● **Instructions to follow**
Will you return, word for word, only the lines from the top of the data below down to and including the one with "use tick::TickLoop;"?

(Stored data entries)
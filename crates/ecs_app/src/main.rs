//! # ecs_app: console host
//!
//! Builds the engine and a scene, starts the background key listener and
//! ticks the engine until asked to stop.
//!
//! ## Controls
//!
//! Type a key and press enter:
//!
//! - `p`: toggle the controlled entity's sound between playing and paused.
//! - `+` / `-`: adjust the controlled entity's rigid-body mass.
//! - `q` or `esc`: quit.

mod cli;
mod demo;
mod input;
mod scene_file;
mod tick;

use anyhow::{Context, Result};
use clap::Parser;
use ecs_component::Component;
use ecs_system::{StdoutSink, TracingSink};
use tracing::info;
use tracing_subscriber::EnvFilter;

use cli::{Args, Output};
use tick::TickLoop;

#[tokio::main(flavor = "current_thread")]
async fn main() -> Result<()> {
    // Initialise structured logging.
    tracing_subscriber::fmt()
        .with_env_filter(
            EnvFilter::from_default_env()
                .add_directive("ecs_app=info".parse()?)
                .add_directive("ecs_system::diagnostic=info".parse()?),
        )
        .init();

    let args = Args::parse();

    let scene = match &args.scene {
        Some(path) => scene_file::load(path)?,
        None => demo::build_scene(),
    };
    let engine = match args.output {
        Output::Console => demo::build_engine(StdoutSink)?,
        Output::Tracing => demo::build_engine(TracingSink)?,
    };
    info!(
        scene = scene.name(),
        systems = engine.system_count(),
        "engine ready (p: toggle sound, +/-: mass, q: quit)"
    );

    let commands = input::spawn_listener().context("failed to start key listener")?;
    let mut tick_loop = TickLoop::new(args.tick_config(), engine, scene.into_shared());
    tick_loop.run(commands).await;

    info!(
        ticks = tick_loop.tick_id(),
        scene = tick_loop.scene().borrow().name(),
        "engine host shut down"
    );
    Ok(())
}
//! Host tick loop.
//!
//! Each iteration:
//!
//! 1. Apply the console commands posted since the last tick.
//! 2. Bind the scene to every system (a no-op after the first tick).
//! 3. Update every system with a fixed `dt`.
//! 4. Sleep the frame delay so the output stays readable.

use std::time::Duration;

use ecs_component::{Container, Rigidbody, SharedScene, SoundSource};
use ecs_system::Engine;
use tokio::sync::mpsc::UnboundedReceiver;
use tracing::{debug, info, warn};

use crate::demo;
use crate::input::Command;

/// Configuration for the host tick loop.
#[derive(Debug, Clone)]
pub struct TickConfig {
    /// Simulated ticks per second.
    pub tick_rate: f32,
    /// Wall-clock delay between ticks.
    pub frame_delay: Duration,
    /// Maximum number of ticks to run (0 = unlimited).
    pub max_ticks: u64,
    /// Entity whose sound [`Command::TogglePlayback`] toggles.
    pub sound_entity: String,
    /// Entity whose rigid body the mass commands adjust.
    pub body_entity: String,
}

impl TickConfig {
    /// Simulated seconds per tick.
    #[must_use]
    pub fn dt(&self) -> f32 {
        1.0 / self.tick_rate
    }
}

impl Default for TickConfig {
    fn default() -> Self {
        Self {
            tick_rate: 60.0,
            frame_delay: Duration::from_millis(500),
            max_ticks: 0,
            sound_entity: demo::ENTITY_A.to_owned(),
            body_entity: demo::ENTITY_B.to_owned(),
        }
    }
}

/// The host loop state: the engine, the scene it drives and a tick counter.
#[derive(Debug)]
pub struct TickLoop {
    /// Current tick counter.
    tick_id: u64,
    config: TickConfig,
    engine: Engine,
    scene: SharedScene,
}

impl TickLoop {
    /// Create a new tick loop.
    #[must_use]
    pub fn new(config: TickConfig, engine: Engine, scene: SharedScene) -> Self {
        Self {
            tick_id: 0,
            config,
            engine,
            scene,
        }
    }

    /// Returns the current tick counter.
    #[must_use]
    pub fn tick_id(&self) -> u64 {
        self.tick_id
    }

    /// Returns the scene being driven.
    #[must_use]
    pub fn scene(&self) -> &SharedScene {
        &self.scene
    }

    /// Apply a console command to the scene. Returns `false` when the loop
    /// should stop.
    pub fn apply(&mut self, command: Command) -> bool {
        match command {
            Command::Quit => return false,
            Command::TogglePlayback => self.toggle_playback(),
            Command::IncreaseMass => self.adjust_mass(1.0),
            Command::DecreaseMass => self.adjust_mass(-1.0),
        }
        true
    }

    fn toggle_playback(&self) {
        let mut scene = self.scene.borrow_mut();
        let sound = scene
            .find_entity_by_name_mut(&self.config.sound_entity)
            .and_then(|e| e.get_component_mut::<SoundSource>());
        match sound {
            Some(sound) => {
                sound.playback_state = sound.playback_state.toggled();
                info!(
                    entity = %self.config.sound_entity,
                    state = %sound.playback_state,
                    "playback toggled"
                );
            }
            None => warn!(entity = %self.config.sound_entity, "no sound to toggle"),
        }
    }

    fn adjust_mass(&self, delta: f32) {
        let mut scene = self.scene.borrow_mut();
        let body = scene
            .find_entity_by_name_mut(&self.config.body_entity)
            .and_then(|e| e.get_component_mut::<Rigidbody>());
        match body {
            Some(body) => {
                body.mass += delta;
                info!(entity = %self.config.body_entity, mass = body.mass, "mass adjusted");
            }
            None => warn!(entity = %self.config.body_entity, "no rigidbody to adjust"),
        }
    }

    /// Run one tick: bind the scene and update every system.
    pub fn tick(&mut self) {
        self.tick_id += 1;
        let dt = self.config.dt();
        debug!(tick_id = self.tick_id, dt, "tick start");
        self.engine.set_active_scene(&self.scene);
        self.engine.update_systems(dt);
    }

    /// Run until a [`Command::Quit`], Ctrl-C, or the configured tick limit.
    pub async fn run(&mut self, mut commands: UnboundedReceiver<Command>) {
        info!(
            tick_rate = self.config.tick_rate,
            frame_delay_ms = self.config.frame_delay.as_millis() as u64,
            max_ticks = self.config.max_ticks,
            "starting tick loop"
        );

        let shutdown = tokio::signal::ctrl_c();
        tokio::pin!(shutdown);

        loop {
            while let Ok(command) = commands.try_recv() {
                if !self.apply(command) {
                    info!(ticks = self.tick_id, "quit requested");
                    return;
                }
            }

            self.tick();

            if self.config.max_ticks > 0 && self.tick_id >= self.config.max_ticks {
                info!(ticks = self.tick_id, "tick loop complete");
                return;
            }

            tokio::select! {
                () = tokio::time::sleep(self.config.frame_delay) => {}
                _ = &mut shutdown => {
                    info!(ticks = self.tick_id, "interrupted");
                    return;
                }
            }
        }
    }
}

● **Result below**
filename crates/ecs_app/src/main.rs
//! # ecs_app: console host
//!
//! Builds the engine and a scene, starts the background key listener and
//! ticks the engine until asked to stop.
//!
//! ## Controls
//!
//! Type a key and press enter:
//!
//! - `p`: toggle the controlled entity's sound between playing and paused.
//! - `+` / `-`: adjust the controlled entity's rigid-body mass.
//! - `q` or `esc`: quit.

mod cli;
mod demo;
mod input;
mod scene_file;
mod tick;

use anyhow::{Context, Result};
use clap::Parser;
use ecs_component::Component;
use ecs_system::{StdoutSink, TracingSink};
use tracing::info;
use tracing_subscriber::EnvFilter;

use cli::{Args, Output};
use tick::TickLoop;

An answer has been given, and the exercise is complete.